Bonhoeffer’s Black Jesus: Harlem Renaissance Theology and an Ethic of Resistance. Reggie L. Williams. Waco TX: Baylor Univ. Press, 2014. ISBN: 978-1-60258-804-2. xii+184 pgs. $24.00

Bonhoeffer studies of the past sixty-five years have traveled along two streams, sometimes in parallel, sometimes merged. Call them thinking about Bonhoeffer and thinking with him. Thinking about Bonhoeffer has necessarily been dominant, not least because it is the prerequisite for thinking with him.

The culmination of the first stream is the now completed Dietrich Bonhoeffer Werke/Works, seventeen volumes of gratifying detail surrounding Bonhoeffer’s life, writings, and context. Several biographies, including Bethge’s definitive Dietrich Bonhoeffer, round out the corpus. While a discovery here or there may yet surface, safe to say it will not alter the nuanced portrait of Bonhoeffer already in hand.

Thinking with Bonhoeffer is another matter. That began quite early–recall John Robinson’s Honest to God (1963) ­ and it continues unabated in the present, with an eye to the future. Witness the theme of the 2016 International Bonhoeffer Congress in Basel, Switzerland: “Engaging Bonhoeffer in a Global Context: Christian Belief, Witness, Service.” Sub-themes include: “Christian Faith and Inculturation in a Secular Culture,” “Being a Christian in a Pluralistic Context,” “Learning from the Global Church,” “Christian Ethics ­ Common Ethics, ” “Reconciliation.” And these don’t tally the long list of papers yet to be submitted and selected, all “Engaging Bonhoeffer in a Global Context.”

There is no signal that thinking with Bonhoeffer has reached some culminating point or end stage, akin to the Werke/Works. Books continue to appear, conferences routinely take place, and classes about Bonhoeffer, his life and significance, dot college and church offerings.

All this said, there remains the occasional instance when both thinking about Bonhoeffer and thinking with him come together in a new publication that pushes past borders into new territory, for Bonhoeffer studies and for us. Reggie Williams Bonhoeffer’s Black Jesus: Harlem Renaissance Theology and An Ethic of Resistance is one of them.

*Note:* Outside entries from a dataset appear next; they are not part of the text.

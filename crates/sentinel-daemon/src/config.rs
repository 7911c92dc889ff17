//! Daemon configuration file.
//!
//! ```toml
//! [ledger]
//! path = "/var/lib/sentinel/ledger.jsonl"
//!
//! [[monitor]]
//! name = "rbac"
//! interval_secs = 10
//! violation_threshold = 3
//!
//! [monitor.predicate]
//! kind = "threshold"
//! threshold = 0.25
//! direction = "at_or_above"
//!
//! [monitor.endpoints]
//! reports = "http://collector:9000/reports/rbac"
//! encrypt = "http://kms:9100/encrypt"
//! enforce = "http://consensus:9200/actions"
//! ```
//!
//! Per-monitor fields left out of the file fall back to the `SENTINEL_*`
//! environment overrides, then to the engine defaults.

use std::collections::HashSet;
use std::path::{Path, PathBuf};
use std::time::Duration;

use anyhow::{bail, Context, Result};
use sentinel::{ConfigError, EncryptionPolicy, MonitorConfig, PredicateSpec, TierActions};
use serde::Deserialize;

const DEFAULT_LEDGER_PATH: &str = "sentinel-ledger.jsonl";
const DEFAULT_CONNECT_TIMEOUT_MS: u64 = 2_000;

#[derive(Debug, Clone, Deserialize)]
pub struct DaemonConfig {
    #[serde(default)]
    pub ledger: LedgerSettings,
    #[serde(default)]
    pub http: HttpSettings,
    #[serde(rename = "monitor", default)]
    pub monitors: Vec<MonitorSettings>,
}

#[derive(Debug, Clone, Deserialize)]
pub struct LedgerSettings {
    pub path: PathBuf,
}

impl Default for LedgerSettings {
    fn default() -> Self {
        Self {
            path: PathBuf::from(DEFAULT_LEDGER_PATH),
        }
    }
}

#[derive(Debug, Clone, Deserialize)]
pub struct HttpSettings {
    #[serde(default = "default_connect_timeout_ms")]
    pub connect_timeout_ms: u64,
}

fn default_connect_timeout_ms() -> u64 {
    DEFAULT_CONNECT_TIMEOUT_MS
}

impl Default for HttpSettings {
    fn default() -> Self {
        Self {
            connect_timeout_ms: DEFAULT_CONNECT_TIMEOUT_MS,
        }
    }
}

impl HttpSettings {
    pub fn connect_timeout(&self) -> Duration {
        Duration::from_millis(self.connect_timeout_ms)
    }
}

/// One `[[monitor]]` table.
#[derive(Debug, Clone, Deserialize)]
pub struct MonitorSettings {
    pub name: String,
    pub interval_secs: Option<u64>,
    pub violation_threshold: Option<u32>,
    pub max_action_attempts: Option<u32>,
    pub finalization_period: Option<u64>,
    pub action_timeout_ms: Option<u64>,
    pub fetch_timeout_ms: Option<u64>,
    pub retry_backoff_ms: Option<u64>,
    pub encryption_policy: Option<EncryptionPolicy>,
    pub entity_capacity: Option<usize>,
    pub predicate: PredicateSpec,
    #[serde(default)]
    pub actions: TierActions,
    pub endpoints: Endpoints,
}

#[derive(Debug, Clone, Deserialize)]
pub struct Endpoints {
    /// GET → `[Report]`
    pub reports: String,
    /// POST `{plaintext}` → `{ciphertext}`
    pub encrypt: String,
    /// Base URL; the action name is appended as a path segment
    pub enforce: String,
    /// POST `{cycle}` → `{finalized}`; no finalization when absent
    pub finalize: Option<String>,
}

impl DaemonConfig {
    pub fn load(path: &Path) -> Result<Self> {
        let content = std::fs::read_to_string(path)
            .with_context(|| format!("Failed to read config file {}", path.display()))?;
        Self::from_toml(&content)
            .with_context(|| format!("Invalid config file {}", path.display()))
    }

    pub fn from_toml(content: &str) -> Result<Self> {
        let config: Self = toml::from_str(content).context("Failed to parse daemon config TOML")?;
        config.validate()?;
        Ok(config)
    }

    fn validate(&self) -> Result<()> {
        if self.monitors.is_empty() {
            bail!("no [[monitor]] tables configured");
        }
        let mut seen = HashSet::new();
        for monitor in &self.monitors {
            if monitor.name.trim().is_empty() {
                bail!("monitor name must not be empty");
            }
            if !seen.insert(monitor.name.as_str()) {
                bail!("duplicate monitor name: {}", monitor.name);
            }
            monitor
                .monitor_config()
                .with_context(|| format!("monitor {}", monitor.name))?;
        }
        Ok(())
    }
}

impl MonitorSettings {
    /// Engine config: defaults, then environment, then this table.
    pub fn monitor_config(&self) -> Result<MonitorConfig, ConfigError> {
        let mut config = MonitorConfig::from_env();
        if let Some(secs) = self.interval_secs {
            config.interval = Duration::from_secs(secs);
        }
        if let Some(n) = self.violation_threshold {
            config.violation_threshold = n;
        }
        if let Some(n) = self.max_action_attempts {
            config.max_action_attempts = n;
        }
        if let Some(n) = self.finalization_period {
            config.finalization_period = n;
        }
        if let Some(ms) = self.action_timeout_ms {
            config.action_timeout = Duration::from_millis(ms);
        }
        if let Some(ms) = self.fetch_timeout_ms {
            config.fetch_timeout = Duration::from_millis(ms);
        }
        if let Some(ms) = self.retry_backoff_ms {
            config.retry_backoff = Duration::from_millis(ms);
        }
        if let Some(policy) = self.encryption_policy {
            config.encryption_policy = policy;
        }
        if let Some(n) = self.entity_capacity {
            config.entity_capacity = n;
        }
        config.validate()?;
        Ok(config)
    }
}

#[cfg(test)]
mod tests {
    use super::*;
    use sentinel::{ActionKind, Direction};

    const SAMPLE: &str = r#"
[ledger]
path = "/tmp/ledger.jsonl"

[[monitor]]
name = "rbac"
interval_secs = 5
violation_threshold = 4
encryption_policy = "fail_open"

[monitor.predicate]
kind = "threshold"
threshold = 0.25
direction = "at_or_above"

[monitor.actions]
escalated = "sanction"

[monitor.endpoints]
reports = "http://collector/reports"
encrypt = "http://kms/encrypt"
enforce = "http://consensus/actions"

[[monitor]]
name = "peers"

[monitor.predicate]
kind = "flag"

[monitor.endpoints]
reports = "http://collector/peers"
encrypt = "http://kms/encrypt"
enforce = "http://consensus/actions"
finalize = "http://consensus/finalize"
"#;

    #[test]
    fn test_parse_sample() {
        let config = DaemonConfig::from_toml(SAMPLE).unwrap();
        assert_eq!(config.ledger.path, PathBuf::from("/tmp/ledger.jsonl"));
        assert_eq!(config.http.connect_timeout_ms, DEFAULT_CONNECT_TIMEOUT_MS);
        assert_eq!(config.monitors.len(), 2);

        let rbac = &config.monitors[0];
        assert_eq!(
            rbac.predicate,
            PredicateSpec::Threshold {
                threshold: 0.25,
                direction: Direction::AtOrAbove
            }
        );
        assert_eq!(rbac.actions.escalated, ActionKind::Sanction);
        assert_eq!(rbac.actions.alerted, ActionKind::Alert);
        assert!(rbac.endpoints.finalize.is_none());

        let engine = rbac.monitor_config().unwrap();
        assert_eq!(engine.interval, Duration::from_secs(5));
        assert_eq!(engine.violation_threshold, 4);
        assert_eq!(engine.encryption_policy, EncryptionPolicy::FailOpen);

        let peers = &config.monitors[1];
        assert_eq!(peers.predicate, PredicateSpec::Flag);
        assert_eq!(
            peers.endpoints.finalize.as_deref(),
            Some("http://consensus/finalize")
        );
    }

    #[test]
    fn test_rejects_duplicate_names() {
        let doubled = SAMPLE.replace("name = \"peers\"", "name = \"rbac\"");
        let err = DaemonConfig::from_toml(&doubled).unwrap_err();
        assert!(err.to_string().contains("duplicate monitor name"));
    }

    #[test]
    fn test_rejects_zero_threshold() {
        let zeroed = SAMPLE.replace("violation_threshold = 4", "violation_threshold = 0");
        let err = DaemonConfig::from_toml(&zeroed).unwrap_err();
        assert!(format!("{:#}", err).contains("violation_threshold"));
    }

    #[test]
    fn test_rejects_empty_config() {
        assert!(DaemonConfig::from_toml("[ledger]\npath = \"x\"\n").is_err());
    }

    #[test]
    fn test_load_from_file() {
        let dir = tempfile::tempdir().unwrap();
        let path = dir.path().join("sentinel.toml");
        std::fs::write(&path, SAMPLE).unwrap();
        let config = DaemonConfig::load(&path).unwrap();
        assert_eq!(config.monitors[0].name, "rbac");

        let missing = DaemonConfig::load(&dir.path().join("missing.toml")).unwrap_err();
        assert!(missing.to_string().contains("Failed to read config file"));
    }
}
//! Streak-driven tier selection
//!
//! Consumes one verdict per entity per cycle and decides which tier's action
//! (if any) to invoke. All decisions are deterministic and take no I/O.
//!
//! Enforcement failures never feed back into this module: a tier is only
//! raised by the violation streak.

use chrono::{DateTime, Utc};
use serde::{Deserialize, Serialize};

use crate::entity::{MonitoredEntity, Tier};

/// Outcome of applying one verdict to an entity
#[derive(Debug, Clone, Copy, PartialEq, Eq, Serialize, Deserialize)]
#[serde(tag = "decision", rename_all = "snake_case")]
pub enum EscalationDecision {
    /// Clear verdict reset a non-zero streak
    Cleared { previous_streak: u32 },
    /// Clear verdict, nothing to reset
    Steady,
    /// Violation: invoke `target`'s action
    Act {
        /// Tier whose enforcement action runs this cycle
        target: Tier,
        from: Tier,
        /// Entity tier after the decision (never below `from`)
        to: Tier,
        streak: u32,
    },
    /// Violation on a locked-down entity; counted, no automatic action
    Suppressed { streak: u32 },
}

impl EscalationDecision {
    /// The tier whose action should run, if any.
    pub fn action_tier(&self) -> Option<Tier> {
        match self {
            Self::Act { target, .. } => Some(*target),
            _ => None,
        }
    }

    /// Whether the entity's tier changed.
    pub fn transitioned(&self) -> bool {
        matches!(self, Self::Act { from, to, .. } if from != to)
    }
}

/// The state machine itself
#[derive(Debug, Clone, Copy)]
pub struct EscalationPolicy {
    violation_threshold: u32,
}

impl EscalationPolicy {
    pub fn new(violation_threshold: u32) -> Self {
        Self {
            violation_threshold: violation_threshold.max(1),
        }
    }

    pub fn violation_threshold(&self) -> u32 {
        self.violation_threshold
    }

    /// Apply one verdict.
    ///
    /// Clear resets both counters but leaves the tier where it is; tiers are
    /// sticky until an explicit [`reset`](Self::reset). A violation bumps the
    /// streak and selects Alerted below the threshold, Escalated at or above.
    pub fn decide(
        &self,
        entity: &mut MonitoredEntity,
        violating: bool,
        now: DateTime<Utc>,
    ) -> EscalationDecision {
        if !violating {
            let previous_streak = entity.violation_streak;
            entity.violation_streak = 0;
            entity.action_retries = 0;
            return if previous_streak > 0 {
                EscalationDecision::Cleared { previous_streak }
            } else {
                EscalationDecision::Steady
            };
        }

        entity.violation_streak = entity.violation_streak.saturating_add(1);
        let streak = entity.violation_streak;

        if entity.tier == Tier::LockedDown {
            return EscalationDecision::Suppressed { streak };
        }

        let target = if streak >= self.violation_threshold {
            Tier::Escalated
        } else {
            Tier::Alerted
        };
        let from = entity.tier;
        let to = from.max(target);
        entity.transition(to, now);

        EscalationDecision::Act {
            target,
            from,
            to,
            streak,
        }
    }

    /// Emergency override: jump to LockedDown from any tier.
    /// Returns the tier the entity was in.
    pub fn lock_down(&self, entity: &mut MonitoredEntity, now: DateTime<Utc>) -> Tier {
        let from = entity.tier;
        entity.transition(Tier::LockedDown, now);
        from
    }

    /// Manual intervention: back to Clear with zeroed counters.
    /// Returns the tier the entity was in.
    pub fn reset(&self, entity: &mut MonitoredEntity, now: DateTime<Utc>) -> Tier {
        let from = entity.tier;
        entity.violation_streak = 0;
        entity.action_retries = 0;
        entity.transition(Tier::Clear, now);
        from
    }
}

impl Default for EscalationPolicy {
    fn default() -> Self {
        Self::new(3)
    }
}
//! Contracts for the external collaborators a monitor consumes.
//!
//! The engine owns no transport, crypto or consensus code. Each trait exists
//! so that production backends and test stubs plug in the same way.

use std::sync::Arc;

use async_trait::async_trait;

use crate::action::ActionKind;
use crate::error::CollaboratorError;
use crate::report::Report;

/// Supplies this cycle's per-entity snapshots.
#[async_trait]
pub trait ReportSource: Send + Sync {
    async fn fetch_reports(&self) -> Result<Vec<Report>, CollaboratorError>;
}

/// Encrypts the payload handed to the enforcement backend.
#[async_trait]
pub trait Encryptor: Send + Sync {
    async fn encrypt(&self, plaintext: &[u8]) -> Result<Vec<u8>, CollaboratorError>;
}

/// The enforcement (consensus) backend. One call per tier per entity per attempt.
#[async_trait]
pub trait Enforcer: Send + Sync {
    /// `true` if the backend accepted the action.
    async fn enforce(&self, action: ActionKind, entity_key: &str, payload: &[u8]) -> bool;
}

/// Batch hook invoked every `finalization_period` cycles.
#[async_trait]
pub trait CycleFinalizer: Send + Sync {
    async fn finalize_cycle(&self, cycle: u64) -> bool;
}

/// Derives the entity key from a report. Defaults to `report.entity_key`.
pub type KeyExtractor = Arc<dyn Fn(&Report) -> String + Send + Sync>;

pub fn default_key_extractor() -> KeyExtractor {
    Arc::new(|report: &Report| report.entity_key.clone())
}

/// Report source over a fixed, shared list. Handy for embedding and tests.
#[derive(Debug, Clone, Default)]
pub struct StaticReportSource {
    reports: Arc<tokio::sync::Mutex<Vec<Report>>>,
}

impl StaticReportSource {
    pub fn new(reports: Vec<Report>) -> Self {
        Self {
            reports: Arc::new(tokio::sync::Mutex::new(reports)),
        }
    }

    /// Replace what the next fetch returns.
    pub async fn set(&self, reports: Vec<Report>) {
        *self.reports.lock().await = reports;
    }
}

#[async_trait]
impl ReportSource for StaticReportSource {
    async fn fetch_reports(&self) -> Result<Vec<Report>, CollaboratorError> {
        Ok(self.reports.lock().await.clone())
    }
}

Every portion of that title and sub-title carries weight for thinking about Bonhoeffer from this point forward. Although the clues were there in his own time in Harlem and his coursework and conversations at Union Seminary in 1930-31, including his essay on the literature of African Americans, the picture of Bonhoeffer’s “Black Jesus” was never fully drawn until now. Nor did we have “Harlem Renaissance Theology ” exegeted, and the ties to Bonhoeffer made. Not least did we fully appreciate the subtle and substantive ways in which these contributed to the “Ethic of Resistance” for which he is famously remembered. We had Eberhard Bethge’s testimony that Bonhoeffer spent about as much time in Harlem as on campus, thanks in large part to his friendship with Franklin Fisher, one of the few African Americans at Union at the time. But we did not have such a careful and convincing tracing of this experience and its impact on Bonhoeffer. And not at the edges of his life and thought but at the center; namely, Christology and ethics as these faced virulent racism (white racism in the U. S., Aryan racism back home).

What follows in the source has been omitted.